Mother Knows Best: A Woven Resurrection
Even then I’d not believe it:
There’s no magic singer in you
To outsing the lads of Lapland.
You don’t even know their language,
Not a single spell in Lappish. [56]
She is the clairvoyant voice of reason, blunt and unpoetic—clairvoyant, specifically, because her warnings seem to stem from some vision of the future, an intuitive understand of how the various threads of the present scenario will weave together in the future. But, of course, her irrational son pays her no heed, and leaves to meet his doom.

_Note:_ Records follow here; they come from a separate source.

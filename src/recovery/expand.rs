use super::*;

/// Ordinal labels the document uses inside template lists, indexed from one.
const ORDINAL_LABELS: [&str; 12] = [
    "一", "二", "三", "四", "五", "六", "七", "八", "九", "十", "十一", "十二",
];

#[derive(Debug, Default, Clone, PartialEq, Eq)]
pub(crate) struct Expansion {
    pub prefixes: Vec<String>,
    /// Range members that had no label in [`ORDINAL_LABELS`].
    pub dropped: usize,
}

/// Expands the content of one `＜…＞` pair into name prefixes.
///
/// `東北、関東` gives `[東北, 関東]`; `第一～第三、第五` gives
/// `[第一, 第二, 第三, 第五]`.
pub(crate) fn expand_template(content: &str, patterns: &Patterns) -> Expansion {
    let mut expansion = Expansion::default();

    for item in content.split('、') {
        let item = item.trim();
        if item.is_empty() {
            continue;
        }

        let Some(captures) = patterns.ordinal_range.captures(item) else {
            expansion.prefixes.push(item.to_string());
            continue;
        };

        let start = kanji_to_number(&captures[1]);
        let end = kanji_to_number(&captures[2]);
        for value in start..=end {
            match ordinal_label(value) {
                Some(label) => expansion.prefixes.push(format!("第{label}")),
                None => expansion.dropped += 1,
            }
        }
    }

    expansion
}

fn ordinal_label(value: u32) -> Option<&'static str> {
    let index = usize::try_from(value).ok()?.checked_sub(1)?;
    ORDINAL_LABELS.get(index).copied()
}

fn kanji_digit(character: char) -> Option<u32> {
    match character {
        '一' => Some(1),
        '二' => Some(2),
        '三' => Some(3),
        '四' => Some(4),
        '五' => Some(5),
        '六' => Some(6),
        '七' => Some(7),
        '八' => Some(8),
        '九' => Some(9),
        _ => None,
    }
}

/// Reads a small kanji numeral (`三`, `十`, `十一`, `二十`). Unreadable input is 0.
pub(crate) fn kanji_to_number(text: &str) -> u32 {
    let single_digit = |part: &str| {
        let mut characters = part.chars();
        match (characters.next(), characters.next()) {
            (Some(character), None) => kanji_digit(character),
            _ => None,
        }
    };

    match text.split_once('十') {
        None => single_digit(text).unwrap_or(0),
        Some((tens, ones)) => {
            let tens = if tens.is_empty() {
                1
            } else {
                single_digit(tens).unwrap_or(1)
            };
            tens * 10 + single_digit(ones).unwrap_or(0)
        }
    }
}
pub mod extract;
pub mod status;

Not remembering to inquire
Of my mother, of my bearer,
For at least two magic charms,
Powerful ones, perhaps for three—
How to live or how behave
In these days of evil omen. [59]
Here, then, is a critical moment of acknowledgment of motherly power. Not only did dismissing his mother’s warnings lead to this fatal blow, but in failing to recognize her as a valuable resource, he does not have the tools to save himself. Lemminkäinen did not respect his mother’s knowledge—not of the world and its people, nor of charms and magic—and thus traps himself. While it could be argued that Lemminkäinen’s mother is also culpable, in omitting to prepare her son with the appropriate charms, she is hardly aware of her own powers. Not only is Lemminkäinen too ill-tempered to be likely to take the time to learn from his mother, but, as will be evidenced below, she does not have full command of her own strength, in knowledge and action, until she is truly desperate.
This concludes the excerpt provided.